Indonesia’s navy said it believes the submarine sank to a depth of 600-700 meters.
Indonesia’s navy ships on Thursday were intensely searching for a submarine that likely fell too deep to retrieve, making survival chances for the 53 people on board slim. Neighboring countries rushed their rescue ships to support the complex operation.
The diesel-powered KRI Nanggala 402 was participating in a training exercise Wednesday when it missed a scheduled reporting call. Officials reported an oil slick and the smell of diesel fuel near the starting position of its last dive, about 96 kilometers (60 miles) north of the resort island of Bali, though there has been no clear evidence that they are linked to the submarine.
Indonesia’s navy said it believes the submarine sank to a depth of 600-700 meters (2,000-2,300 feet) — much deeper than its collapse depth estimated at 200 meters (656 feet) by a firm that refitted the vessel in 2009-2012.
Ahn Guk-hyeon, an official at South Korea’s Daewoo Shipbuilding and Marine Engineering, said most submarines collapse if they go deeper than 200 meters because of pressure on the hull. He said his company upgraded much of the Indonesian submarine’s internal structures and systems but it currently lacks information about the vessel because it hasn’t been involved with any work on the ship in the past nine years.
Frank Owen, secretary of the Submarine Institute of Australia, also said the submarine could be at too great a depth for a rescue team to operate.
“Most rescue systems are really only rated to about 600 meters (1,969 feet),” he said. “They can go deeper than that because they will have a safety margin built into the design, but the pumps and other systems that are associated with that may not have the capacity to operate. So they can survive at that depth, but not necessarily operate.”
Indonesia’s military said that five navy ships and a helicopter were taking part in the search while a hydro-oceanographic survey ship equipped with underwater detection capabilities is on its way to the site around the oil spills.
Rescue ships from Singapore and Malaysia are expected to arrive Saturday. The military said Australia, the United States, Germany, France, Russia, India and Turkey have also offered assistance.
“The news of the missing submarine is deeply concerning,” Australian Foreign Minister Marise Payne said during a visit to New Zealand. “We will provide any assistance that we can. There’s no question that submarine search and rescues are very complex.”
Australian Defense Minister Peter Dutton called the incident “a terrible tragedy.” He told Sydney Radio 2GB. that fact that the submarine is “in a very deep part of waters” makes it “very difficult for the recovery or for location.”
Singapore’s Defense Minister Ng Eng He confirmed it had dispatched its submarine rescue vessel. “Our fervent prayers and hopes go out to the crew of KRI Nanggala, for their safety and resilience,” he wrote on Facebook.
Indonesia’s navy said an electrical failure may have occurred during the dive, causing the submarine to lose control and become unable to undertake emergency procedures that would have allowed it to resurface. It was rehearsing for a missile-firing exercise that was to take place on Thursday. Military chief Hadi Tjahjanto and other military leaders were to attend.

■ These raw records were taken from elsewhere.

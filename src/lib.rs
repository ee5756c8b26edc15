//! Equi7 → lat/lon re-tiling pipeline
//!
//! Re-tiles a catalog of Equi7 rasters onto a WGS84 longitude/latitude grid
//! with `gdalwarp` and publishes each result to an S3-compatible object store.
//! Runs are idempotent: the store itself records what is done, so a batch can
//! be stopped, restarted, or run from several machines at once.
//!
//! # Architecture
//!
//! - **Task**: Catalog loading, shuffling and de-duplication of task descriptors
//! - **Remote**: Artifact identity, existence probes, S3 client and publisher
//! - **Warp**: `gdalwarp` command construction and invocation
//! - **Pipeline**: Bounded fan-out, per-task processing and metrics
//!
//! # Usage
//!
//! ```no_run
//! use equi7_retile::{Config, run_pipeline};
//!
//! #[tokio::main]
//! async fn main() -> anyhow::Result<()> {
//!     let config = Config::from_file(&"config.yaml".into())?;
//!     let summary = run_pipeline(config).await?;
//!     println!("{}", summary);
//!     Ok(())
//! }
//! ```

pub mod config;
pub mod pipeline;
pub mod remote;
pub mod task;
pub mod warp;

pub use config::{Config, ProbeFailurePolicy};
pub use pipeline::{BatchSummary, Metrics, Scheduler, SchedulerConfig, TaskProcessor};
pub use remote::{ArtifactAddress, ArtifactResolver};
pub use task::{Catalog, TaskDescriptor};

use anyhow::Result;
use remote::{ExistenceProbe, HttpProbe, IdempotencyGate, ObjectStoreUploader, Publisher, StoreProbe};
use std::sync::Arc;
use std::time::Duration;
use warp::{ProcessRunner, ResamplingInvoker};

/// Run the full re-tiling batch with the given configuration.
///
/// Individual task failures do not make this return an error; they are
/// listed in the returned [`BatchSummary`].
pub async fn run_pipeline(config: Config) -> Result<BatchSummary> {
    config.validate()?;

    tracing::info!("Starting Equi7 re-tiling pipeline");

    let output_store = remote::create_output_store(&config)?;

    let mut catalog = Catalog::load(&config.catalog, &config.store).await?;
    catalog.prepare(&config.catalog);

    if catalog.is_empty() && catalog.rejected().is_empty() {
        tracing::warn!("Catalog contains no tasks");
    }

    let probe: Arc<dyn ExistenceProbe> = if config.store.is_local() {
        Arc::new(StoreProbe::new(output_store.clone()))
    } else {
        Arc::new(HttpProbe::new(Duration::from_secs(config.processing.probe_timeout_secs))?)
    };

    tokio::fs::create_dir_all(&config.processing.work_dir).await?;
    tracing::info!("Local outputs go to {}", config.processing.work_dir.display());

    let metrics = Metrics::new();

    let processor = Arc::new(TaskProcessor::new(
        ArtifactResolver::from_config(&config)?,
        IdempotencyGate::new(probe, config.processing.probe_failure_policy),
        ResamplingInvoker::new(config.warp.clone(), Arc::new(ProcessRunner)),
        Publisher::new(Arc::new(ObjectStoreUploader::new(
            output_store,
            config.store.multipart_threshold_bytes(),
            config.store.multipart_part_size_bytes(),
        ))),
        metrics.clone(),
    ));

    let scheduler_config = SchedulerConfig {
        concurrency: config.processing.concurrency,
        enable_metrics: config.processing.enable_metrics,
        metrics_interval_secs: config.processing.metrics_interval_secs,
        metrics_output_path: config.processing.metrics_output_path.clone(),
    };

    let scheduler = Scheduler::new(processor, metrics, scheduler_config);

    let rejected = catalog.rejected().to_vec();
    let mut summary = scheduler.run(catalog.into_tasks()).await;
    summary.rejected = rejected;

    summary.log_failures();
    tracing::info!("Pipeline complete: {}", summary);

    Ok(summary)
}

/// Build a Tokio runtime with the specified configuration.
pub fn build_runtime(worker_threads: Option<usize>) -> Result<tokio::runtime::Runtime> {
    let mut builder = tokio::runtime::Builder::new_multi_thread();

    if let Some(threads) = worker_threads {
        builder.worker_threads(threads);
    }

    builder.enable_all();

    Ok(builder.build()?)
}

The German-built submarine, which has been in service in Indonesia since 1981, was carrying 49 crew members, its commander and three gunners, the Indonesian Defense Ministry said. It had maintenance and overhaul in Germany, Indonesia and most recently in South Korea, from 2007 to 2012.
Indonesia currently has a fleet of five submarines and plans to operate at least eight by 2024.
The world’s largest archipelago nation with more than 17,000 islands has faced growing challenges to its maritime claims in recent years, including numerous incidents involving Chinese vessels near the Natuna islands.
Last year, President Joko Widodo reaffirmed the country’s sovereignty during a visit to the islands at the edge of the South China Sea, one of the busiest sea lanes where China is embroiled in territorial disputes with its smaller neighbors.
His visit came a week after Chinese Foreign Ministry spokesperson Geng Shuang insisted that Chinese fishermen are free to conduct activities in areas China claims as its traditional fishing grounds, which partly overlap Indonesia’s exclusive economic zone.
Geng’s statement drew indignation in Indonesia and prompted the military to increase its forces at the islands. Although China has been making such claims for years, recently dozens of Chinese fishing boats, escorted by coast guard vessels, have reportedly made more aggressive moves in the area and ignored Indonesian warnings to leave.